Exercise objective: Please write out the records exactly.

─── Input data ───

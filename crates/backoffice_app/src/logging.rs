//! Logger setup for the back-office driver.
//!
//! File output goes to `./backoffice.log` in the current working directory.

use std::fs::File;
use std::path::PathBuf;

use log::LevelFilter;
use serde::{Deserialize, Serialize};
use simplelog::{
    ColorChoice, CombinedLogger, Config, ConfigBuilder, SharedLogger, TermLogger, TerminalMode,
    WriteLogger,
};

const LOG_FILE: &str = "./backoffice.log";

/// Destination for log output.
#[derive(Debug, Clone, Copy, PartialEq, Eq, Default, Serialize, Deserialize)]
pub enum LogDestination {
    /// Write to ./backoffice.log.
    #[default]
    File,
    /// Write to the terminal (stderr for warnings and errors).
    Terminal,
    Both,
}

/// Installs the global logger. Does nothing if one is already set.
pub fn initialize(destination: LogDestination, level: LevelFilter) {
    let config = build_config();

    let loggers: Vec<Box<dyn SharedLogger>> = match destination {
        LogDestination::File => match create_file_logger(level, config) {
            Some(file_logger) => vec![file_logger],
            None => return,
        },
        LogDestination::Terminal => vec![terminal_logger(level, config)],
        LogDestination::Both => {
            let mut loggers = vec![terminal_logger(level, config.clone())];
            if let Some(file_logger) = create_file_logger(level, config) {
                loggers.push(file_logger);
            }
            loggers
        }
    };

    let _ = CombinedLogger::init(loggers);
}

fn build_config() -> Config {
    ConfigBuilder::new()
        .set_time_format_rfc3339()
        .set_target_level(LevelFilter::Error)
        .build()
}

fn terminal_logger(level: LevelFilter, config: Config) -> Box<dyn SharedLogger> {
    TermLogger::new(level, config, TerminalMode::Mixed, ColorChoice::Auto)
}

fn create_file_logger(level: LevelFilter, config: Config) -> Option<Box<dyn SharedLogger>> {
    let log_path = PathBuf::from(LOG_FILE);
    match File::create(&log_path) {
        Ok(file) => {
            let logger: Box<dyn SharedLogger> = WriteLogger::new(level, config, file);
            Some(logger)
        }
        Err(err) => {
            eprintln!("Warning: Could not create log file at {:?}: {}", log_path, err);
            None
        }
    }
}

───

Written response:
filename crates/backoffice_app/src/logging.rs
//! Logger setup for the back-office driver.
//!
//! File output goes to `./backoffice.log` in the current working directory.

use std::fs::File;
use std::path::PathBuf;

use log::LevelFilter;
use serde::{Deserialize, Serialize};
use simplelog::{
    ColorChoice, CombinedLogger, Config, ConfigBuilder, SharedLogger, TermLogger, TerminalMode,
    WriteLogger,
};

const LOG_FILE: &str = "./backoffice.log";

/// Destination for log output.
#[derive(Debug, Clone, Copy, PartialEq, Eq, Default, Serialize, Deserialize)]
pub enum LogDestination {
    /// Write to ./backoffice.log.
    #[default]
    File,
    /// Write to the terminal (stderr for warnings and errors).
    Terminal,
    Both,
}

/// Installs the global logger. Does nothing if one is already set.
pub fn initialize(destination: LogDestination, level: LevelFilter) {
    let config = build_config();

    let loggers: Vec<Box<dyn SharedLogger>> = match destination {
        LogDestination::File => match create_file_logger(level, config) {
            Some(file_logger) => vec![file_logger],
            None => return,
        },
        LogDestination::Terminal => vec![terminal_logger(level, config)],
        LogDestination::Both => {
            let mut loggers = vec![terminal_logger(level, config.clone())];
            if let Some(file_logger) = create_file_logger(level, config) {
                loggers.push(file_logger);
            }
            loggers
        }
    };

    let _ = CombinedLogger::init(loggers);
}

fn build_config() -> Config {
    ConfigBuilder::new()
        .set_time_format_rfc3339()
        .set_target_level(LevelFilter::Error)
        .build()
}

fn terminal_logger(level: LevelFilter, config: Config) -> Box<dyn SharedLogger> {
    TermLogger::new(level, config, TerminalMode::Mixed, ColorChoice::Auto)
}

fn create_file_logger(level: LevelFilter, config: Config) -> Option<Box<dyn SharedLogger>> {
    let log_path = PathBuf::from(LOG_FILE);
    match File::create(&log_path) {
        Ok(file) => {
            let logger: Box<dyn SharedLogger> = WriteLogger::new(level, config, file);
            Some(logger)
        }
        Err(err) => {
            eprintln!("Warning: Could not create log file at {:?}: {}", log_path, err);
            None
        }
    }
}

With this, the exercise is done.